## WHAT THIS TASK INVOLVES
Only the lines from the one containing "const GREEN: &str" through the one containing "units, dependents first." should be printed, exactly as they appear below, with both ends included.
[[ DATASET EXTRACT, beginning ]]
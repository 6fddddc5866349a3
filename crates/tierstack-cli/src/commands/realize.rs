//! `tstk realize` — Realize the topology against the state file.

use std::sync::Arc;
use std::sync::atomic::{AtomicBool, Ordering};
use std::time::Instant;

use clap::Args;
use tierstack_common::config::TopologyConfig;
use tierstack_common::types::UnitId;
use tierstack_compose::units::two_tier;

use super::open_engine;

/// Arguments for the `realize` command.
#[derive(Args, Debug)]
pub struct RealizeArgs {
    /// Only realize this unit; its dependencies must already be realized.
    #[arg(short, long)]
    pub unit: Option<String>,
}

const BOLD: &str = "\x1b[1m";
const DIM: &str = "\x1b[2m";
const GREEN: &str = "\x1b[32m";
const RESET: &str = "\x1b[0m";

/// Executes the `realize` command.
///
/// Ctrl+C stops realization before the next unit. The state file is
/// written even when realization fails, so units realized before the
/// failure stay recorded.
///
/// # Errors
///
/// Returns the first failing unit's error, or an error if the state file
/// cannot be read or written.
pub fn execute(args: &RealizeArgs, config: &TopologyConfig) -> anyhow::Result<()> {
    let start = Instant::now();
    let topology = two_tier(&config.contract);

    let abort = Arc::new(AtomicBool::new(false));
    let flag = Arc::clone(&abort);
    ctrlc::set_handler(move || {
        flag.store(true, Ordering::SeqCst);
    })?;

    let mut engine = open_engine(config)?.with_abort_flag(abort);
    let result = match &args.unit {
        Some(unit) => {
            let id = UnitId::new(unit.as_str());
            engine
                .realize_unit(&topology, &id, &config.region)
                .map(|()| vec![id])
        }
        None => engine.realize_topology(&topology, &config.region),
    };
    engine.store().save(&config.state_file)?;
    let realized = result?;

    eprintln!();
    eprintln!(
        "  {GREEN}{BOLD}Realized {}{RESET} unit(s) in {:.1}s:",
        realized.len(),
        start.elapsed().as_secs_f64()
    );
    for id in &realized {
        let count = engine.store().unit(id).map_or(0, |u| u.outputs().len());
        eprintln!("    {GREEN}●{RESET} {BOLD}{id}{RESET} {DIM}[{count} output(s)]{RESET}");
    }
    eprintln!();
    eprintln!("  {DIM}State: {}{RESET}", config.state_file.display());
    Ok(())
}
//! `tstk destroy` — Destroy realized units, dependents first.

use clap::Args;
use tierstack_common::config::TopologyConfig;
use tierstack_common::types::UnitId;
use tierstack_compose::units::two_tier;

use super::open_engine;

/// Arguments for the `destroy` command.
#[derive(Args, Debug)]
pub struct DestroyArgs {
    /// Only destroy this unit; no unit depending on it may be realized.
    #[arg(short, long)]
    pub unit: Option<String>,
}

/// Executes the `destroy` command.
///
/// # Errors
///
/// Returns an error if a dependent is still realized, the provider fails,
/// or the state file cannot be read or written.
pub fn execute(args: &DestroyArgs, config: &TopologyConfig) -> anyhow::Result<()> {
    let topology = two_tier(&config.contract);
    let mut engine = open_engine(config)?;

    let result = match &args.unit {
        Some(unit) => {
            let id = UnitId::new(unit.as_str());
            engine
                .destroy_unit(&topology, &id, &config.region)
                .map(|()| vec![id])
        }
        None => engine.destroy_topology(&topology, &config.region),
    };
    engine.store().save(&config.state_file)?;
    let destroyed = result?;

    if destroyed.is_empty() {
        println!("Nothing to destroy.");
        return Ok(());
    }
    for id in &destroyed {
        println!("Destroyed {id}");
    }
    Ok(())
}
[[ DATASET EXTRACT, end ]]
## SOLVED PROBLEM
const GREEN: &str = "\x1b[32m";
const RESET: &str = "\x1b[0m";

/// Executes the `realize` command.
///
/// Ctrl+C stops realization before the next unit. The state file is
/// written even when realization fails, so units realized before the
/// failure stay recorded.
///
/// # Errors
///
/// Returns the first failing unit's error, or an error if the state file
/// cannot be read or written.
pub fn execute(args: &RealizeArgs, config: &TopologyConfig) -> anyhow::Result<()> {
    let start = Instant::now();
    let topology = two_tier(&config.contract);

    let abort = Arc::new(AtomicBool::new(false));
    let flag = Arc::clone(&abort);
    ctrlc::set_handler(move || {
        flag.store(true, Ordering::SeqCst);
    })?;

    let mut engine = open_engine(config)?.with_abort_flag(abort);
    let result = match &args.unit {
        Some(unit) => {
            let id = UnitId::new(unit.as_str());
            engine
                .realize_unit(&topology, &id, &config.region)
                .map(|()| vec![id])
        }
        None => engine.realize_topology(&topology, &config.region),
    };
    engine.store().save(&config.state_file)?;
    let realized = result?;

    eprintln!();
    eprintln!(
        "  {GREEN}{BOLD}Realized {}{RESET} unit(s) in {:.1}s:",
        realized.len(),
        start.elapsed().as_secs_f64()
    );
    for id in &realized {
        let count = engine.store().unit(id).map_or(0, |u| u.outputs().len());
        eprintln!("    {GREEN}●{RESET} {BOLD}{id}{RESET} {DIM}[{count} output(s)]{RESET}");
    }
    eprintln!();
    eprintln!("  {DIM}State: {}{RESET}", config.state_file.display());
    Ok(())
}
//! `tstk destroy` — Destroy realized units, dependents first.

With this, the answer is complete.